■ **Aim of the task**
Would you copy the line that includes "(0.0 to 1.0)." and every line that follows it, down to the last line of the listing below, exactly as they stand?

Data supplied START

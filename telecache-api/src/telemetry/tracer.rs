//! Tracing Subscriber Initialization
//!
//! Installs a `tracing-subscriber` registry with an `EnvFilter` and either a
//! JSON or a human-readable formatting layer.

use std::str::FromStr;

use tracing_subscriber::{layer::SubscriberExt, util::SubscriberInitExt, EnvFilter};

use crate::error::{ApiError, ApiResult};

/// Filter used when `RUST_LOG` is unset or invalid.
pub const DEFAULT_LOG_FILTER: &str = "telecache_api=debug,telecache_storage=debug,info";

/// Log line format.
#[derive(Debug, Clone, Copy, PartialEq, Eq, Default)]
pub enum LogFormat {
    #[default]
    Json,
    Text,
}

impl FromStr for LogFormat {
    type Err = ApiError;

    fn from_str(s: &str) -> Result<Self, Self::Err> {
        match s.trim().to_ascii_lowercase().as_str() {
            "json" => Ok(LogFormat::Json),
            "text" | "pretty" => Ok(LogFormat::Text),
            other => Err(ApiError::invalid_input(format!(
                "Unknown log format: {}",
                other
            ))),
        }
    }
}

/// Telemetry configuration from environment variables.
#[derive(Debug, Clone)]
pub struct TelemetryConfig {
    /// Service name attached to the startup log line
    pub service_name: String,
    /// Service version
    pub service_version: String,
    /// Output format
    pub log_format: LogFormat,
}

impl Default for TelemetryConfig {
    fn default() -> Self {
        Self {
            service_name: "telecache-api".to_string(),
            service_version: env!("CARGO_PKG_VERSION").to_string(),
            log_format: LogFormat::Json,
        }
    }
}

impl TelemetryConfig {
    pub fn from_env() -> Self {
        Self::from_lookup(|key| std::env::var(key).ok())
    }

    /// An unknown `TELECACHE_LOG_FORMAT` falls back to JSON.
    pub fn from_lookup<F>(lookup: F) -> Self
    where
        F: Fn(&str) -> Option<String>,
    {
        let defaults = Self::default();
        Self {
            service_name: lookup("TELECACHE_SERVICE_NAME").unwrap_or(defaults.service_name),
            service_version: defaults.service_version,
            log_format: lookup("TELECACHE_LOG_FORMAT")
                .and_then(|s| s.parse().ok())
                .unwrap_or_default(),
        }
    }
}

/// Initialize the global tracing subscriber.
///
/// Call once at startup. A second call fails because a global subscriber is
/// already set.
pub fn init_tracing(config: &TelemetryConfig) -> ApiResult<()> {
    let env_filter =
        EnvFilter::try_from_default_env().unwrap_or_else(|_| EnvFilter::new(DEFAULT_LOG_FILTER));

    let registry = tracing_subscriber::registry().with(env_filter);
    let result = match config.log_format {
        LogFormat::Json => registry
            .with(tracing_subscriber::fmt::layer().json())
            .try_init(),
        LogFormat::Text => registry.with(tracing_subscriber::fmt::layer()).try_init(),
    };
    result.map_err(|e| ApiError::internal_error(format!("Failed to init subscriber: {}", e)))?;

    tracing::info!(
        service_name = config.service_name,
        service_version = config.service_version,
        log_format = ?config.log_format,
        "Telemetry initialized"
    );

    Ok(())
}
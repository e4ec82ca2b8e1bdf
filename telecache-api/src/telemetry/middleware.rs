//! Axum Middleware for HTTP Request Tracing and Metrics
//!
//! Wraps every routed request in an `http_request` span, records Prometheus
//! metrics and logs completion. Metrics are labelled by the matched route
//! template (`/iot-data/:device_id`), never the raw path, so device ids do
//! not become label values.

use axum::{
    extract::{MatchedPath, Request},
    middleware::Next,
    response::Response,
};
use std::time::Instant;
use tracing::{info_span, Instrument};

use super::metrics::METRICS;

/// Label used when no route matched.
const UNMATCHED_ROUTE: &str = "unmatched";

/// Route template for metrics and spans.
fn route_label(request: &Request) -> String {
    request
        .extensions()
        .get::<MatchedPath>()
        .map(|path| path.as_str().to_string())
        .unwrap_or_else(|| UNMATCHED_ROUTE.to_string())
}

/// Observability middleware for Axum.
///
/// Install with `route_layer` so the matched path is available.
pub async fn observability_middleware(request: Request, next: Next) -> Response {
    let start = Instant::now();

    let method = request.method().clone();
    let path = request.uri().path().to_string();
    let route = route_label(&request);

    let span = info_span!(
        "http_request",
        http.method = %method,
        http.target = %path,
        http.route = %route,
    );

    let response = next.run(request).instrument(span).await;

    let duration = start.elapsed();
    let status = response.status();

    if let Ok(metrics) = METRICS.as_ref() {
        metrics.record_http_request(
            method.as_str(),
            &route,
            status.as_u16(),
            duration.as_secs_f64(),
        );
    }

    tracing::info!(
        method = %method,
        path = %path,
        route = %route,
        status = status.as_u16(),
        duration_ms = duration.as_millis() as u64,
        "Request completed"
    );

    response
}

#[cfg(test)]
mod tests {
    use super::*;
    use axum::{body::Body, http::StatusCode, middleware, routing::get, Router};
    use tower::ServiceExt;

    #[tokio::test]
    async fn test_middleware_passes_response_through() {
        let app = Router::new()
            .route("/things/:id", get(|| async { StatusCode::ACCEPTED }))
            .route_layer(middleware::from_fn(observability_middleware));

        let response = app
            .oneshot(Request::builder().uri("/things/42").body(Body::empty()).unwrap())
            .await
            .unwrap();
        assert_eq!(response.status(), StatusCode::ACCEPTED);

        let metrics = METRICS.as_ref().unwrap();
        let count = metrics
            .http_requests_total
            .with_label_values(&["GET", "/things/:id", "202"])
            .get();
        assert!(count >= 1.0);
    }

    #[test]
    fn test_route_label_without_match() {
        let request = Request::builder().uri("/nowhere").body(axum::body::Body::empty()).unwrap();
        assert_eq!(route_label(&request), UNMATCHED_ROUTE);
    }
}
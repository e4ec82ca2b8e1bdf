//! Lock-free coordinator counters.

use std::sync::atomic::{AtomicU64, Ordering};

/// Counters shared by both coordinators.
#[derive(Debug, Default)]
pub struct CoordinatorStats {
    cache_hits: AtomicU64,
    cache_misses: AtomicU64,
    corrupt_entries: AtomicU64,
    cache_read_failures: AtomicU64,
    cache_write_failures: AtomicU64,
    repopulations: AtomicU64,
    store_fallbacks: AtomicU64,
    ingested: AtomicU64,
}

macro_rules! counter {
    ($($record:ident => $field:ident),* $(,)?) => {
        impl CoordinatorStats {
            $(
                pub fn $record(&self) {
                    self.$field.fetch_add(1, Ordering::Relaxed);
                }
            )*
        }
    };
}

counter! {
    record_hit => cache_hits,
    record_miss => cache_misses,
    record_corrupt_entry => corrupt_entries,
    record_cache_read_failure => cache_read_failures,
    record_cache_write_failure => cache_write_failures,
    record_repopulation => repopulations,
    record_store_fallback => store_fallbacks,
    record_ingest => ingested,
}

impl CoordinatorStats {
    pub fn new() -> Self {
        Self::default()
    }

    /// Point-in-time copy of every counter.
    pub fn snapshot(&self) -> StatsSnapshot {
        StatsSnapshot {
            cache_hits: self.cache_hits.load(Ordering::Relaxed),
            cache_misses: self.cache_misses.load(Ordering::Relaxed),
            corrupt_entries: self.corrupt_entries.load(Ordering::Relaxed),
            cache_read_failures: self.cache_read_failures.load(Ordering::Relaxed),
            cache_write_failures: self.cache_write_failures.load(Ordering::Relaxed),
            repopulations: self.repopulations.load(Ordering::Relaxed),
            store_fallbacks: self.store_fallbacks.load(Ordering::Relaxed),
            ingested: self.ingested.load(Ordering::Relaxed),
        }
    }
}

/// Statistics about coordinator behavior.
#[derive(Debug, Clone, Copy, Default, PartialEq, Eq)]
pub struct StatsSnapshot {
    /// Reads answered from the cache.
    pub cache_hits: u64,
    /// Reads that found no usable cache entry.
    pub cache_misses: u64,
    /// Cache entries that failed to decode.
    pub corrupt_entries: u64,
    /// Cache reads that failed or timed out.
    pub cache_read_failures: u64,
    /// Cache writes that failed or timed out.
    pub cache_write_failures: u64,
    /// Successful cache writes after a durable fallback.
    pub repopulations: u64,
    /// Reads that consulted the durable store.
    pub store_fallbacks: u64,
    /// Records durably written.
    pub ingested: u64,
}

impl StatsSnapshot {
    /// Calculate the hit rate (0.0 to 1.0).
    pub fn hit_rate(&self) -> f64 {
        let total = self.cache_hits + self.cache_misses;
        if total == 0 {
            0.0
        } else {
            self.cache_hits as f64 / total as f64
        }
    }
}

Data supplied END

■ **Exercise result**
    /// Calculate the hit rate (0.0 to 1.0).
    pub fn hit_rate(&self) -> f64 {
        let total = self.cache_hits + self.cache_misses;
        if total == 0 {
            0.0
        } else {
            self.cache_hits as f64 / total as f64
        }
    }
}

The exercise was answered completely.